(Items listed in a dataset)
__________

// Conversation clustering: partition posts by shared identity keys.
//
// Two strategies produce the same partition (the connected components of
// the "shares a key" relation). Union-find is the default; the greedy
// first-match pass with a corrective merge is kept for comparison and for
// callers that want conversations built incrementally.

use std::collections::BTreeSet;
use std::str::FromStr;

use crate::error::FeedError;
use crate::feed::keys::{extract_keys, Key};
use crate::feed::post::Post;

pub mod conversation;
pub mod greedy;
pub mod union_find;

use conversation::{Conversation, ConversationIds};

#[derive(Debug, Clone, Copy, Default, PartialEq, Eq)]
pub enum ClusterStrategy {
    #[default]
    UnionFind,
    Greedy,
}

impl ClusterStrategy {
    pub fn as_str(&self) -> &'static str {
        match self {
            ClusterStrategy::UnionFind => "union-find",
            ClusterStrategy::Greedy => "greedy",
        }
    }
}

impl FromStr for ClusterStrategy {
    type Err = String;

    fn from_str(s: &str) -> Result<Self, Self::Err> {
        match s.trim().to_ascii_lowercase().as_str() {
            "union-find" | "unionfind" | "union_find" => Ok(ClusterStrategy::UnionFind),
            "greedy" => Ok(ClusterStrategy::Greedy),
            other => Err(format!(
                "unknown cluster strategy {other:?} (expected \"union-find\" or \"greedy\")"
            )),
        }
    }
}

impl std::fmt::Display for ClusterStrategy {
    fn fmt(&self, f: &mut std::fmt::Formatter<'_>) -> std::fmt::Result {
        write!(f, "{}", self.as_str())
    }
}

/// Group posts into conversations.
///
/// Conversations come back in order of each one's earliest input post.
/// Ids are drawn from `ids`. Every post (and nested post) is validated
/// first; the first malformed one aborts the run.
pub fn cluster<'a, I>(
    posts: I,
    strategy: ClusterStrategy,
    ids: &mut ConversationIds,
) -> Result<Vec<Conversation<'a>>, FeedError>
where
    I: IntoIterator<Item = &'a Post>,
{
    let keyed = keyed_posts(posts)?;
    let conversations = match strategy {
        ClusterStrategy::UnionFind => union_find::cluster_keyed(keyed, ids),
        ClusterStrategy::Greedy => greedy::cluster_keyed(keyed, ids),
    };
    Ok(conversations)
}

/// Validate each post and pair it with its keys.
fn keyed_posts<'a, I>(posts: I) -> Result<Vec<(&'a Post, BTreeSet<Key>)>, FeedError>
where
    I: IntoIterator<Item = &'a Post>,
{
    posts
        .into_iter()
        .map(|post| {
            post.validate()?;
            Ok((post, extract_keys(post)?))
        })
        .collect()
}

#[cfg(test)]
mod tests {
    use super::*;

    #[test]
    fn test_strategy_parsing() {
        assert_eq!(
            "greedy".parse::<ClusterStrategy>(),
            Ok(ClusterStrategy::Greedy)
        );
        assert_eq!(
            "Union-Find".parse::<ClusterStrategy>(),
            Ok(ClusterStrategy::UnionFind)
        );
        assert!("kmeans".parse::<ClusterStrategy>().is_err());
    }

    #[test]
    fn test_empty_input() {
        let mut ids = ConversationIds::new();
        let none: Vec<Post> = Vec::new();
        for strategy in [ClusterStrategy::UnionFind, ClusterStrategy::Greedy] {
            assert!(cluster(&none, strategy, &mut ids).unwrap().is_empty());
        }
    }
}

__________

Tally the lines above that contain the string "other". Respond with the total alone.

■ EXERCISE OUTPUT
2